STROLL, by Shawn Micallef

Toronto’s St. Anne’s Anglican Church—lost to a devastating fire on June 9—was a sacred space, but not necessarily for the fact of it being a church, and I was thinking about this as I took in the widespread grief people were feeling in the aftermath, surprised too by the weight of my own grief. I am not religious, I don’t live near St. Anne’s, its iconic dome never factored into my personal cityscape, but I’d been inside the church once, years ago, when it was home to the Brockton Writers Series, and the experience was awe-inspiring, unforgettable. I’d also dropped at least one of my children for Girl Guides at the nearby Parish Hall, and I think it’s this element of community, of openness and accessibility, in addition to the treasures of its art and architecture, that made St. Anne’s a sacred space. The fact too of such an extraordinary building in a pretty ordinary setting—at the end of a row of houses in a residential neigbourhood, across the street from a chocolate factory.

The Ontario Science Centre—abruptly closed last week by a government that’s never earned our trust—is not so different, and public outcry at this loss has been just as intense. A centennial project built in a Toronto suburb by one of Canada’s most famous architects, the building is a testament to progress and technology, to the benefits and necessity of science education. I was last there three weeks ago as chaperone on a school trip, and as we rode the escalators up through the ravine—cardinals, redwing blackbirds and sparrows—I was as awe-struck as I’d been in the St. Anne’s sanctuary. Like St. Anne’s, there is nothing else like it, and to imagine it to be replaceable, even disposable. I can’t fathom the lack of vision required for that.

But maybe all places are a little bit sacred, places where people go and people are. Places which are homes to our memories, our stories, proof we cling to of some kind of solid foundations in the whirlwind of time.

And what a whirlwind it is!

I bought the updated edition of Shawn Micallef’s STROLL five weeks ago, and was not expecting to read it cover-to-cover. I thought it might be more aspirational, that it would be good company on walks I’d be unlikely to take, but then I started reading, and I didn’t stop. A walk a day. And while it’s still unlikely I’ll ever venture on a hike from Sherway Gardens, I’m curious now, and I’ve already made a trip to Bathurst and Lawrence inspired by Bathurst Walk.

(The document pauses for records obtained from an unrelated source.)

use crate::models::{Document, Heading, LogicalLine};
use regex::Regex;
use std::sync::LazyLock;

static HORIZONTAL_WS: LazyLock<Regex> =
    LazyLock::new(|| Regex::new(r"[ \t]+").expect("whitespace pattern is valid"));

static MARKER: LazyLock<Regex> =
    LazyLock::new(|| Regex::new(r"^(#{2,3})\s+([^#\s].*)$").expect("marker pattern is valid"));

/// Renders reassembled lines as Markdown-flavored text.
#[derive(Debug, Default, Clone, Copy)]
pub struct MarkdownFormatter;

impl MarkdownFormatter {
    pub fn format(&self, lines: &[LogicalLine]) -> Document {
        let mut rendered: Vec<String> = Vec::with_capacity(lines.len() * 2);
        let heading_count = lines.iter().filter(|line| line.is_heading()).count();

        for line in lines {
            match line {
                LogicalLine::Heading(heading) => {
                    rendered.push(String::new());
                    rendered.push(render_heading(heading));
                    rendered.push(String::new());
                }
                LogicalLine::Body(text) => rendered.push(text.clone()),
            }
        }

        Document {
            text: normalize_lines(rendered.iter().map(String::as_str)),
            heading_count,
        }
    }
}

fn render_heading(heading: &Heading) -> String {
    format!("{} {}", heading.level.marker(), heading.text.trim())
}

/// Normalizes already-rendered text: single spaces, trimmed lines, no
/// repeated blank lines, no blank lines at either end, headings set apart by
/// blank lines, one space between a marker and its text.
pub fn normalize_markdown(text: &str) -> String {
    let mut rendered: Vec<String> = Vec::new();

    for line in text.lines() {
        let collapsed = HORIZONTAL_WS.replace_all(line.trim(), " ");
        if let Some(captures) = MARKER.captures(&collapsed) {
            rendered.push(String::new());
            rendered.push(format!("{} {}", &captures[1], captures[2].trim()));
            rendered.push(String::new());
        } else {
            rendered.push(collapsed.into_owned());
        }
    }

    normalize_lines(rendered.iter().map(String::as_str))
}

fn normalize_lines<'a, I>(lines: I) -> String
where
    I: IntoIterator<Item = &'a str>,
{
    let mut output: Vec<String> = Vec::new();

    for line in lines {
        let collapsed = HORIZONTAL_WS.replace_all(line.trim(), " ").into_owned();
        let after_blank = output.last().map_or(true, |last| last.is_empty());
        if collapsed.is_empty() && after_blank {
            continue;
        }
        output.push(collapsed);
    }

    while output.last().is_some_and(|last| last.is_empty()) {
        output.pop();
    }

    output.join("\n")
}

I especially enjoyed the walks about areas that are already familiar to me, deepening my connection to my own local geography, but I just as much loved reading about walks in places further afield, neighbourhoods with names like Bendale, West Hill, Willowdale, or the spot in the north of the city that, Micallef declares, brings him, “as close as I’ve ever come to feeling like…William Wordsworth, [wandering] through the rural Lake District in England.”

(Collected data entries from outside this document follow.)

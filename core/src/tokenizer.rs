use lazy_static::lazy_static;
use regex::Regex;
use std::collections::{HashMap, HashSet};
use unicode_normalization::UnicodeNormalization;

lazy_static! {
    static ref RE: Regex = Regex::new(r"[\p{L}\p{N}]+").expect("valid regex");
    static ref STOPWORDS: HashSet<&'static str> = {
        let words: &[&str] = &[
            "the","a","an","and","or","but","in","on","at","to","for","of","with","by","from",
            "as","is","was","are","were","been","be","have","has","had","do","does","did",
            "will","would","could","should","may","might","must","shall","can","need",
            "this","that","these","those","it","its","they","them","their","we","our","you",
            "your","he","she","his","her","not","no","so","if","then","than","too","very",
        ];
        words.iter().copied().collect()
    };
}

pub fn is_stopword(token: &str) -> bool { STOPWORDS.contains(token) }

/// Lazy stream of index terms over NFKC-normalized, lower-cased text.
pub struct Tokens {
    normalized: String,
    pos: usize,
}

impl Iterator for Tokens {
    type Item = String;

    fn next(&mut self) -> Option<String> {
        while let Some(mat) = RE.find_at(&self.normalized, self.pos) {
            self.pos = mat.end();
            let token = mat.as_str();
            // single characters carry no signal
            if token.chars().nth(1).is_none() || is_stopword(token) { continue; }
            return Some(token.to_string());
        }
        self.pos = self.normalized.len();
        None
    }
}

/// Tokenize text: lowercase, split on anything that is not a letter or digit,
/// drop tokens of one character and stop words. No stemming.
pub fn tokenize(text: &str) -> Tokens {
    let normalized = text.nfkc().collect::<String>().to_lowercase();
    Tokens { normalized, pos: 0 }
}

/// Term frequency map plus the document length in tokens.
pub fn term_frequencies(text: &str) -> (HashMap<String, u32>, u32) {
    let mut tf: HashMap<String, u32> = HashMap::new();
    let mut len = 0u32;
    for token in tokenize(text) {
        *tf.entry(token).or_insert(0) += 1;
        len += 1;
    }
    (tf, len)
}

Cities, as Micallef knows, are never static, are layer upon layer of history and meaning, and his wild connections are my favourite part of the text: “When CHUM’s tight rotation allowed them to play Bowie’s ‘Rebel, Rebel,’ it would’ve been easy to pretend it was an homage to William Lyon Mackenzie’s rebel forces, whose advance was stopped here in 1937.” Or, regarding the O’Keefe Centre, which hosted Mikhail Baryshnikov following is 1974 defection from the Soviet Union: “That Cold War drama was able to play out down here because Victorian-era Torontonians decided to extend the city south of Front Street, where the original shoreline of Lake Ontario was located.”

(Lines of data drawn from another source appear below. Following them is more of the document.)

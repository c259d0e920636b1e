use crate::error::{IndexError, Result};
use std::sync::atomic::{AtomicBool, Ordering};
use std::sync::Arc;
use std::time::{Duration, Instant};

/// Cooperative cancellation for long operations; checked between batches.
#[derive(Debug, Clone, Default)]
pub struct CancelToken {
    flag: Arc<AtomicBool>,
    deadline: Option<Instant>,
}

impl CancelToken {
    pub fn new() -> Self { Self::default() }

    pub fn with_timeout(timeout: Duration) -> Self {
        Self { flag: Arc::default(), deadline: Some(Instant::now() + timeout) }
    }

    pub fn cancel(&self) { self.flag.store(true, Ordering::SeqCst); }

    pub fn is_cancelled(&self) -> bool {
        self.flag.load(Ordering::SeqCst) || self.deadline.is_some_and(|d| Instant::now() >= d)
    }

    pub fn check(&self) -> Result<()> {
        if self.is_cancelled() { Err(IndexError::Cancelled) } else { Ok(()) }
    }
}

Apart from a few exceptions (that North York trip for lunch at the United Bakers Dairy Restaurant), I’ve not yet gone far out of my way to partake in one of Micallef’s strolls, but reading the book has already changed the way I see my usual circuit. A trip to Harbourfront two weeks ago had me noticing how buildings around the ferry docks turn their backs on the city, because when they were built in the 1970s, there was very little city immediately for them to see. I saw the Gerrard Street gates to Chinatown on a streetcar journey up Broadview Avenue on Sunday, something I’d never noticed before. The way he writes about Dupont Street, “As with the servant’s side of a British manor house, things get taken care of on Dupont: it’s a working street that keeps the prettier parts of the city running.”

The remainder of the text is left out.